DATASET: Begin

//! SequenceChecker: verifies the input is ordered by a key.
//!
//! Each record is compared with its predecessor; `(d)` key parts must be
//! non-increasing, the others non-decreasing. With `unique_keys` equal
//! consecutive keys are a violation too. Records seen before the violation
//! are passed through to every connected output.

use crate::config::SequenceCheckSettings;
use crate::error::{FlowError, Result};
use crate::graph::edge;
use crate::graph::node::{Component, InitContext, NodeContext};
use crate::graph::nodes::missing_port;
use crate::graph::port::{Multiplicity, PortDescriptor};
use crate::graph::status::NodeStatus;
use crate::record::{Record, RecordKey};
use std::cmp::Ordering;
use std::sync::Arc;

static PORTS: &[PortDescriptor] = &[
    PortDescriptor::input("in", Multiplicity::One),
    PortDescriptor::output("out", Multiplicity::Many),
];

pub struct SequenceChecker {
    name: String,
    settings: SequenceCheckSettings,
    key: Option<RecordKey>,
}

impl SequenceChecker {
    pub fn new(name: impl Into<String>, settings: SequenceCheckSettings) -> Self {
        Self {
            name: name.into(),
            settings,
            key: None,
        }
    }
}

impl Component for SequenceChecker {
    fn name(&self) -> &str {
        &self.name
    }

    fn kind(&self) -> &'static str {
        "SEQUENCE_CHECKER"
    }

    fn ports(&self) -> &[PortDescriptor] {
        PORTS
    }

    fn init(&mut self, ctx: &InitContext<'_>) -> Result<()> {
        ctx.require_uniform_schemas()?;
        let schema = Arc::clone(ctx.input_schema(0)?);
        let key = RecordKey::parse(schema, &self.settings.key)
            .map_err(|e| e.with_context(format!("'{}': invalid sort key", self.name)))?;
        self.key = Some(key.with_equal_nulls(self.settings.equal_nulls));
        Ok(())
    }

    fn execute(&mut self, ctx: &mut NodeContext) -> Result<NodeStatus> {
        let key = self
            .key
            .as_ref()
            .ok_or_else(|| FlowError::Configuration(format!("'{}' is not initialized", self.name)))?;
        let (inputs, outputs) = ctx.ports_mut();
        let [input] = inputs else {
            return Err(missing_port(&self.name, "input 0"));
        };

        let schema = Arc::clone(input.schema());
        let mut prev = Record::new(Arc::clone(&schema));
        let mut cur = Record::new(schema);
        let mut have_prev = false;
        let mut row = 1u64;

        while input.read_record(&mut cur)? {
            if have_prev {
                let violated = match key.compare(&prev, &cur) {
                    Ordering::Equal => self.settings.unique_keys,
                    Ordering::Greater => true,
                    Ordering::Less => false,
                };
                if violated {
                    return Err(FlowError::OrderingViolation(format!(
                        "The sequence checker fails at row '{}'",
                        row
                    )));
                }
            }
            edge::broadcast(outputs, &cur)?;
            std::mem::swap(&mut prev, &mut cur);
            have_prev = true;
            row += 1;
        }
        tracing::debug!("'{}' checked {} records", self.name, row - 1);
        Ok(NodeStatus::Ok)
    }
}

DATASET: End

# WHAT YOU ARE ASKED TO DO
Restate the data word for word. Begin at its first line, end at the line that contains "let schema = Arc::clone(input.schema());", and include both.

# EXERCISE SOLUTION
//! SequenceChecker: verifies the input is ordered by a key.
//!
//! Each record is compared with its predecessor; `(d)` key parts must be
//! non-increasing, the others non-decreasing. With `unique_keys` equal
//! consecutive keys are a violation too. Records seen before the violation
//! are passed through to every connected output.

use crate::config::SequenceCheckSettings;
use crate::error::{FlowError, Result};
use crate::graph::edge;
use crate::graph::node::{Component, InitContext, NodeContext};
use crate::graph::nodes::missing_port;
use crate::graph::port::{Multiplicity, PortDescriptor};
use crate::graph::status::NodeStatus;
use crate::record::{Record, RecordKey};
use std::cmp::Ordering;
use std::sync::Arc;

static PORTS: &[PortDescriptor] = &[
    PortDescriptor::input("in", Multiplicity::One),
    PortDescriptor::output("out", Multiplicity::Many),
];

pub struct SequenceChecker {
    name: String,
    settings: SequenceCheckSettings,
    key: Option<RecordKey>,
}

impl SequenceChecker {
    pub fn new(name: impl Into<String>, settings: SequenceCheckSettings) -> Self {
        Self {
            name: name.into(),
            settings,
            key: None,
        }
    }
}

impl Component for SequenceChecker {
    fn name(&self) -> &str {
        &self.name
    }

    fn kind(&self) -> &'static str {
        "SEQUENCE_CHECKER"
    }

    fn ports(&self) -> &[PortDescriptor] {
        PORTS
    }

    fn init(&mut self, ctx: &InitContext<'_>) -> Result<()> {
        ctx.require_uniform_schemas()?;
        let schema = Arc::clone(ctx.input_schema(0)?);
        let key = RecordKey::parse(schema, &self.settings.key)
            .map_err(|e| e.with_context(format!("'{}': invalid sort key", self.name)))?;
        self.key = Some(key.with_equal_nulls(self.settings.equal_nulls));
        Ok(())
    }

    fn execute(&mut self, ctx: &mut NodeContext) -> Result<NodeStatus> {
        let key = self
            .key
            .as_ref()
            .ok_or_else(|| FlowError::Configuration(format!("'{}' is not initialized", self.name)))?;
        let (inputs, outputs) = ctx.ports_mut();
        let [input] = inputs else {
            return Err(missing_port(&self.name, "input 0"));
        };

        let schema = Arc::clone(input.schema());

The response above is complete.